[Stored data]
··········

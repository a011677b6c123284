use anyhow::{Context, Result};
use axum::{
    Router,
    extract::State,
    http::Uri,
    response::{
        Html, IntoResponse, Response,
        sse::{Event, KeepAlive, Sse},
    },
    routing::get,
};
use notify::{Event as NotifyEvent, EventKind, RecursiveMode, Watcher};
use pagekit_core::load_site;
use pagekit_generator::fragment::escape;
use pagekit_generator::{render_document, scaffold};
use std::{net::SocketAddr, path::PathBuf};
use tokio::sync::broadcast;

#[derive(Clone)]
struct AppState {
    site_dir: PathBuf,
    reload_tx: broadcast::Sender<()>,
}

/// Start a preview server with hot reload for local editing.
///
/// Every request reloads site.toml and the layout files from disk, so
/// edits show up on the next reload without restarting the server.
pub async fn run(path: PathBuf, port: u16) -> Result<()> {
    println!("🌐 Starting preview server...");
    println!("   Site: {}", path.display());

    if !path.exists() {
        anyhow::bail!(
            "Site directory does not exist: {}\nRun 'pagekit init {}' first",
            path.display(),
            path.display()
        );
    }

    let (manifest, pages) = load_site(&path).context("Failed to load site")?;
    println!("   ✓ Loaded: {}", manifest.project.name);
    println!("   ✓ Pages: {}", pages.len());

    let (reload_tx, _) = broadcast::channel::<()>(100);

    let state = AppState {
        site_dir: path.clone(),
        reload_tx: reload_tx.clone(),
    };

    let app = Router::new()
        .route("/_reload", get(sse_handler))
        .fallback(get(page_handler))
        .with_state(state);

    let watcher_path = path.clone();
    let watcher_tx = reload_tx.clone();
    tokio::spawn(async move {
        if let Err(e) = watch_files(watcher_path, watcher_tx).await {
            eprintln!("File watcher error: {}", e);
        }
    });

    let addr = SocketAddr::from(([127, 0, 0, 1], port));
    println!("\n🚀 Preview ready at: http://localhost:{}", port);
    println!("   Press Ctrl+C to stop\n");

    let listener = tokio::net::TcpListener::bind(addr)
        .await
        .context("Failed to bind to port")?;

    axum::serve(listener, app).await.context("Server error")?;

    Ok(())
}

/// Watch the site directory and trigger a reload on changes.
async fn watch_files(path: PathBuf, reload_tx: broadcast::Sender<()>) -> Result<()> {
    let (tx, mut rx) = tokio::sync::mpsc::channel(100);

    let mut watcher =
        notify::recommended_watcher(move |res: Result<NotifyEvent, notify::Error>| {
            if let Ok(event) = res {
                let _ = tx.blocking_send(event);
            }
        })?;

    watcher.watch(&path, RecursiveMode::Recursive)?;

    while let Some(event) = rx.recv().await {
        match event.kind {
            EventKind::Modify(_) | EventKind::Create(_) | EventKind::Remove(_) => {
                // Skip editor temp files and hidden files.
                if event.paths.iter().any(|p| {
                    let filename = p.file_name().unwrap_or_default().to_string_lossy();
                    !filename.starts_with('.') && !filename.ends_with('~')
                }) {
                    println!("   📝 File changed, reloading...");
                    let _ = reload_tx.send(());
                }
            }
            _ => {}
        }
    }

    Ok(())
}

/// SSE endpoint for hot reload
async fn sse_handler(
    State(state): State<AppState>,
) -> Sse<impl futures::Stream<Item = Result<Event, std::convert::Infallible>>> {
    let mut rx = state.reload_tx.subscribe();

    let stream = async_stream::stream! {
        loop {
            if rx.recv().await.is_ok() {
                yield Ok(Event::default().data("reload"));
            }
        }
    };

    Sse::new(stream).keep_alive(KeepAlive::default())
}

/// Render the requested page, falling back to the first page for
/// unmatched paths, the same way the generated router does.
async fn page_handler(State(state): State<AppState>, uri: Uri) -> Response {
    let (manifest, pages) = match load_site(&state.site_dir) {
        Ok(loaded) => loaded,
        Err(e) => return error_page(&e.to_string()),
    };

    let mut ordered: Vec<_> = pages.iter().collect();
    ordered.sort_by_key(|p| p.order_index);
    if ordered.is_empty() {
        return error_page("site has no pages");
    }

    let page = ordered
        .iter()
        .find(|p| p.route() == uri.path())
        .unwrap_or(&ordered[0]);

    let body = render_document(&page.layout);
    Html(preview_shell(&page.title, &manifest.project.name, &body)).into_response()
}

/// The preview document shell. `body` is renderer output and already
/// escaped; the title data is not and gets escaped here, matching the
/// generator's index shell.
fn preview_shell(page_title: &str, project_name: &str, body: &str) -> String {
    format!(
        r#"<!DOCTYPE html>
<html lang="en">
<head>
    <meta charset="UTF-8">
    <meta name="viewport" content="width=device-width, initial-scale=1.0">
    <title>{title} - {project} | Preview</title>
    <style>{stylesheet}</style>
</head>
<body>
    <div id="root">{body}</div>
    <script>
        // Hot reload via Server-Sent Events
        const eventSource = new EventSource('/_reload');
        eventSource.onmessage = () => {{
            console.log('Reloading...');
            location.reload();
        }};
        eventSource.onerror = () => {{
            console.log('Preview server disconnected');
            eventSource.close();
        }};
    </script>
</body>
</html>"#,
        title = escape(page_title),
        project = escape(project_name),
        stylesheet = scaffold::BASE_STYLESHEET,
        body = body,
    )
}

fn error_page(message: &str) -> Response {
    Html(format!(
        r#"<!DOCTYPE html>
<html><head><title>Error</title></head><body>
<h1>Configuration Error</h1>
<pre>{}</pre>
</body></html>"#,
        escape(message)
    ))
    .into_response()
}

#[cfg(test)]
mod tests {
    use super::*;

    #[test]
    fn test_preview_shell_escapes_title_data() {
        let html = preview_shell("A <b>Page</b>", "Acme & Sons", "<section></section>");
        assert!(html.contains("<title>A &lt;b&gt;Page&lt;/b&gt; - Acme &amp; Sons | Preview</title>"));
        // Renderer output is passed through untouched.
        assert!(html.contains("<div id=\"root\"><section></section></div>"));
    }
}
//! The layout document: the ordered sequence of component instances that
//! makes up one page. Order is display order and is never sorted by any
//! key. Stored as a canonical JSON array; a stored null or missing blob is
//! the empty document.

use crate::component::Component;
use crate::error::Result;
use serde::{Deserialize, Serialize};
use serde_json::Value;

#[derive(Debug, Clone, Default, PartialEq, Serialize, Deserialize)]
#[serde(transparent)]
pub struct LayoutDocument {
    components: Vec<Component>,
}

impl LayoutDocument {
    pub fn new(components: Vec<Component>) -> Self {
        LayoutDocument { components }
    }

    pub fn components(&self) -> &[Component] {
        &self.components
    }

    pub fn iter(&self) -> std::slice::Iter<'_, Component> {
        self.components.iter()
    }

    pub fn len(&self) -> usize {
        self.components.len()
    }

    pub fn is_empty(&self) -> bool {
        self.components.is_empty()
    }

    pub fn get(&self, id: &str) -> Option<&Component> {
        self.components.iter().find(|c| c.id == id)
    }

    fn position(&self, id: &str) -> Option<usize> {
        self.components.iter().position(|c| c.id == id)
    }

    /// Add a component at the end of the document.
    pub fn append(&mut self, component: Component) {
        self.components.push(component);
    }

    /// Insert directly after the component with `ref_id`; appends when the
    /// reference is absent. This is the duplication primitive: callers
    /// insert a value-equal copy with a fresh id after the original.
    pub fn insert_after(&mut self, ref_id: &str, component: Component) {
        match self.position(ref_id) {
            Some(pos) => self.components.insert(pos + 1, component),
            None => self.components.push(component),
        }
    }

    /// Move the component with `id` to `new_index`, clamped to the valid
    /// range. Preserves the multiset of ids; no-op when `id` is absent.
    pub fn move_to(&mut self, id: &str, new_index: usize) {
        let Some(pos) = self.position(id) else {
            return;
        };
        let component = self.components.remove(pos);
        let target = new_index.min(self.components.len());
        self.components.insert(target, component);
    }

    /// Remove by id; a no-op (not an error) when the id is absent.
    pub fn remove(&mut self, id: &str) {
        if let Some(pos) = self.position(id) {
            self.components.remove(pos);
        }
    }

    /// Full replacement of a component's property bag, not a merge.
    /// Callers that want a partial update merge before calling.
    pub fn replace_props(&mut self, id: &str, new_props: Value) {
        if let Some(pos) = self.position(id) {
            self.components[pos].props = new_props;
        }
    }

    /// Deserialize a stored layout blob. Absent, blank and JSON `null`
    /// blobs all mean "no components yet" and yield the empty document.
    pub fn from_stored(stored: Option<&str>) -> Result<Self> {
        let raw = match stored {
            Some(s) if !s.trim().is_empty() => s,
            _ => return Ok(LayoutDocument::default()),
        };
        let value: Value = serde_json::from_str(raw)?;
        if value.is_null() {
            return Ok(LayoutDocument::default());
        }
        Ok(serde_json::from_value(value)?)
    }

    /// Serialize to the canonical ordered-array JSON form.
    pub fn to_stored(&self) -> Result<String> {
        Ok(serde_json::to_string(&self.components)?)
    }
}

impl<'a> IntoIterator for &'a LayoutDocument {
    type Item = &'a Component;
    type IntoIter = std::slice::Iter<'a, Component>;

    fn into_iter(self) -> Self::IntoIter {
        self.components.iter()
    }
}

··········

• _Exercise prompt_: Among the records above, find each line containing the string "Option" and copy it.

• _Response to the task_:
    pub fn get(&self, id: &str) -> Option<&Component> {
    fn position(&self, id: &str) -> Option<usize> {
    pub fn from_stored(stored: Option<&str>) -> Result<Self> {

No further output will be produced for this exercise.